• Exercise directions:
Look through the records below, and whenever a line contains "args", copy it.

(Records from a collection)
——————

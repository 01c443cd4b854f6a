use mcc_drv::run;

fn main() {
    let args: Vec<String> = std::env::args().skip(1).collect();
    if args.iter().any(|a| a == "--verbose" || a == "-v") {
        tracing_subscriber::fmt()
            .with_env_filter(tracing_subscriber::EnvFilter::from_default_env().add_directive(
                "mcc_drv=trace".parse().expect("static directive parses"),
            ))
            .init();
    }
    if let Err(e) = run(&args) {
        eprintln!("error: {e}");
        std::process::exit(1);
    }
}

——————

• Reply to the task:
    let args: Vec<String> = std::env::args().skip(1).collect();
    if args.iter().any(|a| a == "--verbose" || a == "-v") {
    if let Err(e) = run(&args) {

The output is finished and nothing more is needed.